Par ailleurs, ces investissements se limitent souvent à des achats d’entreprises et de sites de renouvelables déjà existants, comme par exemple « l’acquisition d’une participation de 34% dans Casa dos Ventos au Brésil pour 0,5 milliard de dollars. » Ils ne correspondent donc pas à la construction de nouvelles éoliennes, mais constituent une simple opération financière d’achat d’actifs, ayant pour but d’embellir le bilan total des activités et de produire de beaux discours.
La lourde responsabilité de la presse…
Plutôt que de relayer les chiffres trompeurs de Total, la RTBF aurait mieux fait de souligner que TotalEnergies continue d’allouer plus de 65% de ses investissements au pétrole et au gaz ; alors que nous nous dirigeons vers un réchauffement mondial de +2,7°C selon l’ONG Climate action tracker, et qu’il faudrait cesser tout nouveau projet pétrolier et gazier si nous souhaitons atteindre la neutralité climatique, selon l’AIE.

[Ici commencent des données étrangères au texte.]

//! Property derivation (§4.B.1): the tree-sitter-cpp analogue of libclang's
//! cursor-spelling and boolean-predicate scan.

use astmatch_core::{PropertyMap, PropertyValue};

/// C/C++ specifier keywords the adapter records as boolean flags, mirroring
/// libclang's `is_const`/`is_static`/... cursor predicates.
const SPECIFIER_KEYWORDS: &[&str] = &[
    "const",
    "static",
    "volatile",
    "inline",
    "virtual",
    "extern",
    "mutable",
    "constexpr",
    "explicit",
];

/// Kinds whose own raw text is recorded as a `LITERAL` property: literal
/// token kinds plus bare identifiers used in reference position.
pub(crate) fn is_literal_kind(kind: &str) -> bool {
    kind.ends_with("_literal") || kind == "identifier"
}

pub(crate) fn is_specifier_keyword(text: &str) -> bool {
    SPECIFIER_KEYWORDS.contains(&text)
}

/// Build the property map for a single tree-sitter node given its already
/// decoded `name`, the source bytes, the node's own raw text, and operator
/// text computed by the caller (who has access to the left/right operand
/// fields tree-sitter's borrow rules make awkward to thread through here).
pub(crate) fn derive_properties(
    name: &str,
    kind: &str,
    raw_text: &str,
    operator: Option<&str>,
    specifiers: impl Iterator<Item = String>,
) -> PropertyMap {
    let mut properties = PropertyMap::new();
    if !name.is_empty() {
        properties.insert("name".to_string(), PropertyValue::Str(name.to_string()));
    }
    if let Some(op) = operator {
        properties.insert("operator".to_string(), PropertyValue::Str(op.to_string()));
    }
    if is_literal_kind(kind) {
        properties.insert("LITERAL".to_string(), PropertyValue::Str(raw_text.to_string()));
    }
    for keyword in specifiers {
        properties.insert(keyword, PropertyValue::Bool(true));
    }
    properties
}

#[cfg(test)]
mod tests {
    use super::*;

    #[test]
    fn literal_kinds_cover_common_suffixes_and_identifier() {
        assert!(is_literal_kind("number_literal"));
        assert!(is_literal_kind("string_literal"));
        assert!(is_literal_kind("identifier"));
        assert!(!is_literal_kind("binary_expression"));
    }

    #[test]
    fn specifier_keyword_membership() {
        assert!(is_specifier_keyword("const"));
        assert!(is_specifier_keyword("constexpr"));
        assert!(!is_specifier_keyword("foo"));
    }
}
//! Time abstractions for testable timing behavior.
//!
//! Every time-dependent piece of the engine (store timestamps, retry
//! eligibility windows, backoff sleeps, latency measurement) goes through the
//! [`Clock`] trait. Production wires [`RealClock`]; tests wire [`TestClock`]
//! and drive time by hand, which makes backoff and sweep behavior
//! deterministic.

use std::{
    future::Future,
    pin::Pin,
    sync::{
        atomic::{AtomicU64, Ordering},
        Arc,
    },
    time::{Duration, Instant, SystemTime, UNIX_EPOCH},
};

use chrono::{DateTime, Utc};

/// Clock abstraction for time operations.
///
/// Enables dependency injection of time sources. Production code uses
/// [`RealClock`]; tests inject [`TestClock`].
pub trait Clock: Send + Sync + std::fmt::Debug {
    /// Returns the current instant for duration measurements.
    fn now(&self) -> Instant;

    /// Returns the current system time for timestamps.
    fn now_system(&self) -> SystemTime;

    /// Current wall-clock time as a chrono timestamp.
    ///
    /// Stores and lifecycle messages stamp rows with this.
    fn now_utc(&self) -> DateTime<Utc> {
        DateTime::<Utc>::from(self.now_system())
    }

    /// Sleeps for the specified duration.
    ///
    /// In production this maps to `tokio::time::sleep`; in tests it advances
    /// virtual time immediately.
    fn sleep(&self, duration: Duration) -> Pin<Box<dyn Future<Output = ()> + Send + '_>>;
}

/// Production clock backed by the operating system.
#[derive(Debug, Clone, Copy, Default)]
pub struct RealClock;

impl RealClock {
    /// Creates a new real clock instance.
    pub fn new() -> Self {
        Self
    }
}

impl Clock for RealClock {
    fn now(&self) -> Instant {
        Instant::now()
    }

    fn now_system(&self) -> SystemTime {
        SystemTime::now()
    }

    fn sleep(&self, duration: Duration) -> Pin<Box<dyn Future<Output = ()> + Send + '_>> {
        Box::pin(tokio::time::sleep(duration))
    }
}

/// Deterministic clock for tests.
///
/// Time stands still until [`advance`](TestClock::advance) or
/// [`jump_to`](TestClock::jump_to) moves it. `sleep` advances the clock by
/// the requested duration and yields, so code waiting on long backoffs
/// completes immediately while still observing the correct virtual elapsed
/// time. Clones share the same underlying time.
#[derive(Debug, Clone)]
pub struct TestClock {
    /// Virtual nanoseconds advanced since construction.
    offset_ns: Arc<AtomicU64>,
    /// Wall time at offset zero, as nanoseconds since `UNIX_EPOCH`.
    wall_base_ns: Arc<AtomicU64>,
    /// Anchor for fabricated `Instant`s.
    origin: Instant,
}

impl TestClock {
    /// Creates a test clock whose wall time starts at the real current time.
    pub fn new() -> Self {
        Self::with_start_time(SystemTime::now())
    }

    /// Creates a test clock whose wall time starts at `start`.
    pub fn with_start_time(start: SystemTime) -> Self {
        Self {
            offset_ns: Arc::new(AtomicU64::new(0)),
            wall_base_ns: Arc::new(AtomicU64::new(ns_since_epoch(start))),
            origin: Instant::now(),
        }
    }

    /// Advances both monotonic and wall time by `duration`.
    pub fn advance(&self, duration: Duration) {
        self.offset_ns.fetch_add(saturating_ns(duration), Ordering::AcqRel);
    }

    /// Moves wall time to `target` without disturbing monotonic time.
    ///
    /// Wall time may jump backwards; monotonic time never does.
    pub fn jump_to(&self, target: SystemTime) {
        let offset = self.offset_ns.load(Ordering::Acquire);
        let base = ns_since_epoch(target).saturating_sub(offset);
        self.wall_base_ns.store(base, Ordering::Release);
    }

    /// Virtual time elapsed since construction.
    pub fn elapsed(&self) -> Duration {
        Duration::from_nanos(self.offset_ns.load(Ordering::Acquire))
    }
}

impl Default for TestClock {
    fn default() -> Self {
        Self::new()
    }
}

impl Clock for TestClock {
    fn now(&self) -> Instant {
        self.origin + self.elapsed()
    }

    fn now_system(&self) -> SystemTime {
        let ns = self.wall_base_ns.load(Ordering::Acquire)
            .saturating_add(self.offset_ns.load(Ordering::Acquire));
        UNIX_EPOCH + Duration::from_nanos(ns)
    }

    fn sleep(&self, duration: Duration) -> Pin<Box<dyn Future<Output = ()> + Send + '_>> {
        self.advance(duration);
        Box::pin(tokio::task::yield_now())
    }
}

fn ns_since_epoch(time: SystemTime) -> u64 {
    let since_epoch = time.duration_since(UNIX_EPOCH).unwrap_or_default();
    saturating_ns(since_epoch)
}

fn saturating_ns(duration: Duration) -> u64 {
    u64::try_from(duration.as_nanos()).unwrap_or(u64::MAX)
}
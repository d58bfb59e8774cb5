//! Retry scheduler: periodic sweep re-dispatching stalled pending events.
//!
//! The sweep is a safety net under the message-driven retry path. Whatever
//! the bus loses (a dropped message, a crash between acknowledgment and
//! HTTP completion) lands back here, because any event left in `pending`
//! with budget remaining becomes sweep-eligible once its linear backoff
//! window elapses. The scheduler itself never writes; it only triggers
//! dispatch.

use std::{sync::Arc, time::Duration};

use sinker_core::{Clock, EventStatus, EventStore};
use tokio_util::sync::CancellationToken;
use tracing::{debug, error, info};

use crate::{dispatcher::Dispatcher, retry};

/// Configuration for the retry scheduler.
#[derive(Debug, Clone)]
pub struct SchedulerConfig {
    /// Interval between sweeps.
    pub sweep_interval: Duration,
    /// Linear penalty per consumed attempt when deciding eligibility.
    pub backoff_step: Duration,
    /// Maximum events examined per sweep.
    pub batch_limit: i64,
}

impl Default for SchedulerConfig {
    fn default() -> Self {
        Self {
            sweep_interval: Duration::from_secs(60),
            backoff_step: retry::DEFAULT_BACKOFF_STEP,
            batch_limit: 100,
        }
    }
}

/// Periodic sweep over pending events with attempt budget remaining.
#[derive(Debug)]
pub struct RetryScheduler {
    store: Arc<dyn EventStore>,
    dispatcher: Dispatcher,
    clock: Arc<dyn Clock>,
    config: SchedulerConfig,
}

impl RetryScheduler {
    /// Creates a scheduler sweeping the given store.
    pub fn new(
        store: Arc<dyn EventStore>,
        dispatcher: Dispatcher,
        clock: Arc<dyn Clock>,
        config: SchedulerConfig,
    ) -> Self {
        Self { store, dispatcher, clock, config }
    }

    /// Runs sweep iterations until cancelled.
    ///
    /// Sweep errors are logged and absorbed; the loop itself never dies.
    pub async fn run(self, cancellation_token: CancellationToken) {
        info!(
            sweep_interval_secs = self.config.sweep_interval.as_secs(),
            backoff_step_secs = self.config.backoff_step.as_secs(),
            batch_limit = self.config.batch_limit,
            "retry scheduler started"
        );

        loop {
            tokio::select! {
                () = self.clock.sleep(self.config.sweep_interval) => {},
                () = cancellation_token.cancelled() => break,
            }
            if cancellation_token.is_cancelled() {
                break;
            }

            match self.sweep_once().await {
                Ok(0) => {},
                Ok(dispatched) => debug!(dispatched, "sweep re-dispatched stalled events"),
                Err(error) => error!(%error, "retry sweep failed"),
            }
        }

        info!("retry scheduler stopped");
    }

    /// Executes one sweep and reports how many events were re-dispatched.
    ///
    /// Awaitable form of the loop body for deterministic tests. Eligibility
    /// is decided per event in code: budget must remain and the linear
    /// backoff window (`attempts * backoff_step` past the last state change)
    /// must have elapsed.
    pub async fn sweep_once(&self) -> sinker_core::Result<usize> {
        let pending = self
            .store
            .list_by_status(EventStatus::Pending, self.config.batch_limit, None)
            .await?;

        let now = self.clock.now_utc();
        let mut dispatched = 0_usize;
        for event in pending {
            if event.attempts_exhausted() {
                continue;
            }
            if !retry::is_retry_due(&event, now, self.config.backoff_step) {
                continue;
            }

            debug!(
                event_id = %event.id,
                attempts = event.attempts,
                "re-dispatching stalled event"
            );
            self.dispatcher.dispatch(event.id);
            dispatched += 1;
        }

        Ok(dispatched)
    }
}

Il existe des leviers politiques permettant de contrecarrer ces investissements fossiles, comme empêcher leur financement.
Cet exemple de greenwashing souligne plus que jamais l’importance de la presse et sa responsabilité sociale dans le traitement d’enjeux aussi fondamentaux que le réchauffement climatique. Mais au-delà d’une critique de la couverture médiatique de cet événement, il importe également de rappeler qu’il existe des leviers politiques permettant de contrecarrer ces investissements fossiles. Empêcher leur financement pourrait ainsi limiter leur déploiement.
Il serait nécessaire de taxer les superprofits de ces multinationales fossiles et de réinvestir pour financer la transition.
Selon un rapport de l’ONG Fairfin, les banques opérant en Belgique depuis le début de l’année 2021 ont cependant accordé près de 11 milliards d’euros de soutien aux 15 plus grandes multinationales fossiles. Au niveau mondial, le financement fossile des banques atteignait 670 milliards d’€ en 2022, selon le rapport « Banking to Climate Chaos » de l’ONG Reclaim finance.
Au niveau national, il serait nécessaire de taxer les superprofits de ces multinationales fossiles et de réinvestir ces recettes fiscales pour le financement de la transition. Rappelons, que les profits de ces multinationales fossiles se sont envolés à l’issue de l’invasion de l’Ukraine par la Russie. TotalEnergies a ainsi fait 20,5 milliards de profit en 2022, soit 28% de plus qu’en 2021. Il faudrait par ailleurs progressivement mettre fin aux subventions directes et indirectes des énergies fossiles. En 2023, celles-ci sont estimées par le SPF Finances à 14,7 milliards d’euros, uniquement pour le niveau fédéral.
…et des mouvements citoyens
Face à l’inaction et à la désinformation, les actions de Code rouge nous rappellent donc que des politiques climatiques ambitieuses sont urgentes si nous voulons faire cesser les pratiques trompeuses de TotalEnergies et mener une véritable transition. Jusqu’à ce que ce soit le cas, la désobéissance civile restera plus que jamais un recours à la fois nécessaire et légitime.